In 1964, Brucella was isolated from rodents trapped in Wooroonooran National Park (WNP), in Northern Queensland, Australia. Genotyping of bacterial isolates in 2008 determined that they were a novel Brucella species. This study attempted to reisolate this species of Brucella from rodents living in the boundary area adjacent to WNP and to establish which endo- and ecto-parasites and bacterial agents were being carried by non-indigenous rodents at this interface. Seventy non-indigenous rodents were trapped [Mus musculus (52), Rattus rattus (17) and Rattus norvegicus (1)], euthanized and sampled on four properties adjacent to the WNP in July 2012. Organ pools were screened by culture for Salmonella, Leptospira and Brucella species, real-time PCR for Coxiella burnetii and conventional PCR for Leptospira. Collected ecto- and endo-parasites were identified using morphological criteria.
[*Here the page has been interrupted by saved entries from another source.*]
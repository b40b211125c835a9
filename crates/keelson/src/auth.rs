//! Call authentication.
//!
//! A server authenticates every non-health call with exactly one
//! [`AuthStrategy`], chosen from the configuration when the server is built
//! and fixed for its lifetime. Strategies only hold the expected credential
//! and are freely shared between concurrent calls.
//!
//! ## Shared-secret wire format
//!
//! Callers put `base64(<client key><one trailing byte>)` in the
//! `x-authorization` metadata entry. The server decodes the value and drops
//! the final byte before comparing it to the configured key. Issuing clients
//! append that delimiter byte; see [`client::SharedSecretCredentials`] for
//! the matching encoder.
//!
//! [`client::SharedSecretCredentials`]: crate::client::SharedSecretCredentials

use crate::config::{Authentication, ClientKey};
use base64::{Engine as _, engine::general_purpose::STANDARD};
use tonic::{Status, metadata::MetadataMap};

/// Metadata key carrying the shared-secret token.
pub const AUTHORIZATION_HEADER: &str = "x-authorization";

/// Reasons a call is rejected before it reaches its handler.
#[derive(Clone, Copy, Debug, PartialEq, Eq, thiserror::Error)]
pub enum AuthError {
    /// The call carried no gRPC metadata at all.
    #[error("Failed when extract metadata")]
    MetadataMissing,

    /// `x-authorization` was absent or empty.
    #[error("Authorization token is not present")]
    TokenAbsent,

    /// `x-authorization` was not valid base64.
    #[error("Authorization token is not valid")]
    TokenMalformed,

    /// The decoded token did not match the configured key.
    #[error("Authorization token is not valid")]
    TokenInvalid,
}

impl From<AuthError> for Status {
    fn from(err: AuthError) -> Self {
        Status::unauthenticated(err.to_string())
    }
}

/// How inbound calls are authenticated.
#[derive(Clone, Debug, PartialEq, Eq)]
pub enum AuthStrategy {
    /// Every call is accepted.
    None,
    /// Calls must present the pre-shared client key.
    SharedSecretToken { expected_key: ClientKey },
}

impl AuthStrategy {
    pub fn from_config(authentication: &Authentication) -> Self {
        match authentication {
            Authentication::None => Self::None,
            Authentication::SharedSecretKey { client_key } => Self::SharedSecretToken {
                expected_key: client_key.clone(),
            },
        }
    }

    /// Validates the credential carried by a call.
    ///
    /// `metadata` is `None` when the call context carried no metadata block.
    pub fn authenticate(&self, metadata: Option<&MetadataMap>) -> Result<(), AuthError> {
        match self {
            Self::None => Ok(()),
            Self::SharedSecretToken { expected_key } => {
                let metadata = metadata.ok_or(AuthError::MetadataMissing)?;
                verify_token(metadata, expected_key)
            }
        }
    }

    pub const fn name(&self) -> &'static str {
        match self {
            Self::None => "none",
            Self::SharedSecretToken { .. } => "shared_secret_key",
        }
    }
}

fn verify_token(metadata: &MetadataMap, expected_key: &ClientKey) -> Result<(), AuthError> {
    let token = metadata
        .get(AUTHORIZATION_HEADER)
        .ok_or(AuthError::TokenAbsent)?
        .to_str()
        .map_err(|_| AuthError::TokenMalformed)?;
    if token.is_empty() {
        return Err(AuthError::TokenAbsent);
    }

    let decoded = STANDARD
        .decode(token)
        .map_err(|_| AuthError::TokenMalformed)?;

    // The issuer appends one delimiter byte to the key before encoding.
    let (_, presented) = decoded.split_last().ok_or(AuthError::TokenInvalid)?;
    if presented == expected_key.expose().as_bytes() {
        Ok(())
    } else {
        Err(AuthError::TokenInvalid)
    }
}

#[cfg(test)]
mod tests {
    use super::*;
    use tonic::Code;

    fn shared(key: &str) -> AuthStrategy {
        AuthStrategy::from_config(&Authentication::SharedSecretKey {
            client_key: ClientKey::new(key),
        })
    }

    fn with_token(token: &str) -> MetadataMap {
        let mut metadata = MetadataMap::new();
        metadata.insert(AUTHORIZATION_HEADER, token.parse().unwrap());
        metadata
    }

    #[test]
    fn none_accepts_everything() {
        let strategy = AuthStrategy::from_config(&Authentication::None);
        assert_eq!(strategy.authenticate(None), Ok(()));
        assert_eq!(strategy.authenticate(Some(&MetadataMap::new())), Ok(()));
    }

    #[test]
    fn accepts_key_with_any_trailing_byte() {
        let strategy = shared("secret");
        for suffix in ["X", "0", "\n", "~"] {
            let token = STANDARD.encode(format!("secret{suffix}"));
            assert_eq!(strategy.authenticate(Some(&with_token(&token))), Ok(()));
        }
    }

    #[test]
    fn rejects_missing_metadata() {
        assert_eq!(
            shared("secret").authenticate(None),
            Err(AuthError::MetadataMissing)
        );
    }

    #[test]
    fn rejects_absent_or_empty_token() {
        let strategy = shared("secret");
        assert_eq!(
            strategy.authenticate(Some(&MetadataMap::new())),
            Err(AuthError::TokenAbsent)
        );
        assert_eq!(
            strategy.authenticate(Some(&with_token(""))),
            Err(AuthError::TokenAbsent)
        );
    }

    #[test]
    fn rejects_non_base64_token() {
        assert_eq!(
            shared("secret").authenticate(Some(&with_token("%%not-base64%%"))),
            Err(AuthError::TokenMalformed)
        );
    }

    #[test]
    fn rejects_wrong_key() {
        let strategy = shared("secret");
        for raw in ["wrong0", "secret", "secretXY", "Xsecret"] {
            let token = STANDARD.encode(raw);
            assert_eq!(
                strategy.authenticate(Some(&with_token(&token))),
                Err(AuthError::TokenInvalid),
                "{raw} should be rejected"
            );
        }
    }

    #[test]
    fn empty_decoded_token_is_invalid_not_a_panic() {
        // A single byte decodes to an empty key once the delimiter is dropped.
        let token = STANDARD.encode("X");
        assert_eq!(
            shared("secret").authenticate(Some(&with_token(&token))),
            Err(AuthError::TokenInvalid)
        );
    }

    #[test]
    fn errors_map_to_unauthenticated() {
        for err in [
            AuthError::MetadataMissing,
            AuthError::TokenAbsent,
            AuthError::TokenMalformed,
            AuthError::TokenInvalid,
        ] {
            let status = Status::from(err);
            assert_eq!(status.code(), Code::Unauthenticated);
            assert!(!status.message().contains("secret"));
        }
    }
}
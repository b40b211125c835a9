#![doc = include_str!("../README.md")]

pub mod auth;
mod body;
pub mod client;
pub mod config;
pub mod env;
pub mod error;
pub mod interceptor;
pub mod metrics;
pub mod panic;
pub mod server;

pub use auth::{AuthError, AuthStrategy};
pub use config::{CliArgs, ServerConfig};
pub use env::Environment;
pub use error::{Error, Result};
pub use interceptor::{Interceptor, InterceptorChain, Next, RequestContext};
pub use panic::{HandlerPanic, PanicGuard};
pub use server::{LifecycleState, MockTransport, Server, ServiceRegistrar, ShutdownHandle};

// Re-exported so registrars can name the routes builder without a direct
// tonic dependency.
pub use tonic::service::RoutesBuilder;
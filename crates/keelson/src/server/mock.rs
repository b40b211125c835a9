//! In-memory transport for exercising a fully assembled server in tests.

use crate::Result;
use hyper_util::rt::TokioIo;
use std::io;
use tokio::{
    io::DuplexStream,
    sync::mpsc,
};
use tonic::transport::{Channel, Endpoint, Uri};

/// Size of each in-memory pipe, in each direction.
pub(crate) const MOCK_BUFFER_SIZE: usize = 1024 * 1024;

/// Connections waiting to be accepted by the mock server.
pub(crate) const MOCK_BACKLOG: usize = 16;

pub(crate) type Incoming = io::Result<DuplexStream>;

/// Dial side of a server started with [`Server::run_mock`].
///
/// Cloning is cheap; every clone feeds the same server. The server keeps
/// running for as long as one clone (or a channel built from one) is alive.
///
/// [`Server::run_mock`]: crate::Server::run_mock
#[derive(Clone, Debug)]
pub struct MockTransport {
    incoming: mpsc::Sender<Incoming>,
}

impl MockTransport {
    pub(crate) fn new(incoming: mpsc::Sender<Incoming>) -> Self {
        Self { incoming }
    }

    /// Opens one raw connection to the server.
    pub async fn dial(&self) -> io::Result<DuplexStream> {
        let (client, server) = tokio::io::duplex(MOCK_BUFFER_SIZE);
        self.incoming.send(Ok(server)).await.map_err(|_| {
            io::Error::new(io::ErrorKind::ConnectionRefused, "mock server has stopped")
        })?;
        Ok(client)
    }

    /// Builds a tonic channel whose connections are all dialled in memory.
    pub async fn channel(&self) -> Result<Channel> {
        let transport = self.clone();
        let channel = Endpoint::from_static("http://keelson.mock")
            .connect_with_connector(tower::service_fn(move |_: Uri| {
                let transport = transport.clone();
                async move { transport.dial().await.map(TokioIo::new) }
            }))
            .await?;
        Ok(channel)
    }
}
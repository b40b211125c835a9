//! Deployment environment.
//!
//! The environment is read once at startup (from `STAGE` when configured
//! through [`CliArgs`](crate::config::CliArgs)) and then passed by value to
//! every component that tags its output with it: the panic guard, the request
//! logger and the binary's log formatter. Nothing reads it from a global.

use core::{fmt, str::FromStr};

/// The stage a server is deployed to.
#[derive(Clone, Copy, Debug, Default, PartialEq, Eq, Hash, clap::ValueEnum)]
pub enum Environment {
    #[default]
    Development,
    Staging,
    Production,
}

impl Environment {
    pub const fn as_str(&self) -> &'static str {
        match self {
            Self::Development => "development",
            Self::Staging => "staging",
            Self::Production => "production",
        }
    }

    pub const fn is_development(&self) -> bool {
        matches!(self, Self::Development)
    }

    pub const fn is_production(&self) -> bool {
        matches!(self, Self::Production)
    }
}

impl fmt::Display for Environment {
    fn fmt(&self, f: &mut fmt::Formatter<'_>) -> fmt::Result {
        f.write_str(self.as_str())
    }
}

/// Returned when a string does not name a known [`Environment`].
#[derive(Debug, Clone, PartialEq, Eq, thiserror::Error)]
#[error("unknown environment `{0}` (expected development, staging or production)")]
pub struct UnknownEnvironment(pub String);

impl FromStr for Environment {
    type Err = UnknownEnvironment;

    fn from_str(s: &str) -> Result<Self, Self::Err> {
        match s.trim().to_ascii_lowercase().as_str() {
            "" | "development" | "dev" => Ok(Self::Development),
            "staging" => Ok(Self::Staging),
            "production" | "prod" => Ok(Self::Production),
            _ => Err(UnknownEnvironment(s.to_owned())),
        }
    }
}
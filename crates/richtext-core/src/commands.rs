//! Normalized editing commands.
//!
//! # Overview
//!
//! Every raw input signal the editing surface produces collapses to a value
//! of [`EditorCommand`] before it touches the document. The set is closed:
//! the dispatcher matches exhaustively over it, so adding a command is a
//! compile-time event, not a runtime string lookup.
//!
//! Commands are transient. They are constructed by the input normalizer (or
//! by the host through [`EditorSession::dispatch`]), executed synchronously,
//! and discarded; nothing persists them.
//!
//! The wire names returned by [`EditorCommand::name`] are the stable
//! contract between the normalizer and the dispatcher, useful for host-side
//! logging and for bridging to surfaces that speak string command names.
//!
//! [`EditorSession::dispatch`]: crate::EditorSession::dispatch

use crate::input::KeyStroke;
use crate::model::{Direction, ElementFormat, TextFormat};

/// A normalized (name, payload) editing instruction.
#[derive(Debug, Clone, PartialEq)]
pub enum EditorCommand {
    /// Delete one character relative to the anchor, direction per flag.
    DeleteCharacter {
        /// Delete toward the document start when set.
        backward: bool,
    },
    /// Delete one word relative to the anchor.
    DeleteWord {
        /// Delete toward the document start when set.
        backward: bool,
    },
    /// Delete to the line boundary relative to the anchor.
    DeleteLine {
        /// Delete toward the document start when set.
        backward: bool,
    },
    /// Insert literal text at the anchor.
    InsertText {
        /// Text to insert.
        text: String,
    },
    /// Delete the current selection range contents.
    RemoveText,
    /// Toggle an inline format on the selection.
    FormatText {
        /// Format to toggle.
        format: TextFormat,
    },
    /// Set the alignment format of the anchor's element.
    FormatElement {
        /// Format to set.
        format: ElementFormat,
    },
    /// Insert a soft line break.
    InsertLineBreak {
        /// Place the resulting selection before the break instead of after.
        select_start: bool,
    },
    /// Split the current block into a new paragraph at the anchor.
    InsertParagraph,
    /// Increase structural indent, or insert a literal tab in blocks that
    /// accept one.
    IndentContent,
    /// Decrease structural indent, or delete a preceding literal tab in
    /// blocks that accept one.
    OutdentContent,
    /// Arrow key in the given direction; may override native caret motion.
    KeyArrow {
        /// Caret direction the arrow maps to.
        direction: Direction,
        /// The raw key event, consulted for the shift modifier.
        stroke: KeyStroke,
    },
    /// Backspace key; delegates to backward character deletion.
    KeyBackspace {
        /// The raw key event.
        stroke: KeyStroke,
    },
    /// Delete key; delegates to forward character deletion.
    KeyDelete {
        /// The raw key event.
        stroke: KeyStroke,
    },
    /// Enter key; delegates to line break (shift held) or paragraph split.
    KeyEnter {
        /// The raw key event, consulted for the shift modifier.
        stroke: KeyStroke,
    },
    /// Tab key; delegates to indent (no shift) or outdent (shift held).
    KeyTab {
        /// The raw key event, consulted for the shift modifier.
        stroke: KeyStroke,
    },
}

impl EditorCommand {
    /// Stable wire name of this command.
    pub fn name(&self) -> &'static str {
        match self {
            EditorCommand::DeleteCharacter { .. } => "deleteCharacter",
            EditorCommand::DeleteWord { .. } => "deleteWord",
            EditorCommand::DeleteLine { .. } => "deleteLine",
            EditorCommand::InsertText { .. } => "insertText",
            EditorCommand::RemoveText => "removeText",
            EditorCommand::FormatText { .. } => "formatText",
            EditorCommand::FormatElement { .. } => "formatElement",
            EditorCommand::InsertLineBreak { .. } => "insertLineBreak",
            EditorCommand::InsertParagraph => "insertParagraph",
            EditorCommand::IndentContent => "indentContent",
            EditorCommand::OutdentContent => "outdentContent",
            EditorCommand::KeyArrow {
                direction: Direction::Backward,
                ..
            } => "keyArrowLeft",
            EditorCommand::KeyArrow {
                direction: Direction::Forward,
                ..
            } => "keyArrowRight",
            EditorCommand::KeyBackspace { .. } => "keyBackspace",
            EditorCommand::KeyDelete { .. } => "keyDelete",
            EditorCommand::KeyEnter { .. } => "keyEnter",
            EditorCommand::KeyTab { .. } => "keyTab",
        }
    }
}

/// Whether a handler claimed a command.
///
/// `Handled` tells the caller to suppress the default platform behavior for
/// the originating event; `Unhandled` lets the platform proceed. Unhandled
/// is the expected local-recovery path, not an error.
#[derive(Debug, Clone, Copy, PartialEq, Eq)]
pub enum Dispatch {
    /// The command was claimed and executed.
    Handled,
    /// No handler claimed the command.
    Unhandled,
}

impl Dispatch {
    /// Whether the command was claimed.
    pub fn is_handled(self) -> bool {
        matches!(self, Dispatch::Handled)
    }
}

/// Priority tier of a registered command handler.
///
/// Handlers run from highest to lowest tier; the first to claim a command
/// short-circuits the rest. The built-in rich-text handler registers at
/// `Editor`, the lowest tier, so any host handler runs first.
#[derive(Debug, Clone, Copy, PartialEq, Eq, PartialOrd, Ord)]
pub enum CommandPriority {
    /// Built-in editing behavior. Lowest.
    Editor,
    /// Low.
    Low,
    /// Normal.
    Normal,
    /// High.
    High,
    /// Critical. Highest.
    Critical,
}

#[cfg(test)]
mod tests {
    use super::*;
    use crate::input::{KeyCode, KeyStroke};

    #[test]
    fn test_wire_names_are_stable() {
        assert_eq!(
            EditorCommand::DeleteCharacter { backward: true }.name(),
            "deleteCharacter"
        );
        assert_eq!(
            EditorCommand::InsertText {
                text: "x".to_string()
            }
            .name(),
            "insertText"
        );
        assert_eq!(EditorCommand::IndentContent.name(), "indentContent");
        assert_eq!(
            EditorCommand::KeyTab {
                stroke: KeyStroke::plain(KeyCode::Tab)
            }
            .name(),
            "keyTab"
        );
    }

    #[test]
    fn test_arrow_wire_name_follows_direction() {
        let left = EditorCommand::KeyArrow {
            direction: Direction::Backward,
            stroke: KeyStroke::plain(KeyCode::ArrowLeft),
        };
        let right = EditorCommand::KeyArrow {
            direction: Direction::Forward,
            stroke: KeyStroke::plain(KeyCode::ArrowRight),
        };
        assert_eq!(left.name(), "keyArrowLeft");
        assert_eq!(right.name(), "keyArrowRight");
    }

    #[test]
    fn test_priority_tiers_are_ordered() {
        assert!(CommandPriority::Editor < CommandPriority::Low);
        assert!(CommandPriority::Low < CommandPriority::Normal);
        assert!(CommandPriority::Normal < CommandPriority::High);
        assert!(CommandPriority::High < CommandPriority::Critical);
    }
}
The percentage of rodents carrying pathogens were Leptospira (40%), Salmonella choleraesuis ssp. arizonae (14.29%), ectoparasites (21.42%) and endoparasites (87%). Brucella and C. burnetii were not identified, and it was concluded that their prevalences were below 12%. Two rodent-specific helminthic species, namely Syphacia obvelata (2.86%) and Nippostrongylus brasiliensis (85.71%), were identified. The most prevalent ectoparasites belonged to Laelaps spp. (41.17%) followed by Polyplax spp. (23.53%), Hoplopleura spp. (17.65%), Ixodes holocyclus (17.64%) and Stephanocircus harrisoni (5.88%), respectively. These ectoparasites, except S. harrisoni, are known to transmit zoonotic pathogens such as Rickettsia spp. from rat to rat and could be transmitted to humans by other arthropods that bite humans. The high prevalence of pathogenic Leptospira species is of significant public health concern. This is the first known study of zoonotic agents carried by non-indigenous rodents living in the Australian wet-tropical forest interface.

Item ID: 42117
Item Type: Article (Refereed Research - C1)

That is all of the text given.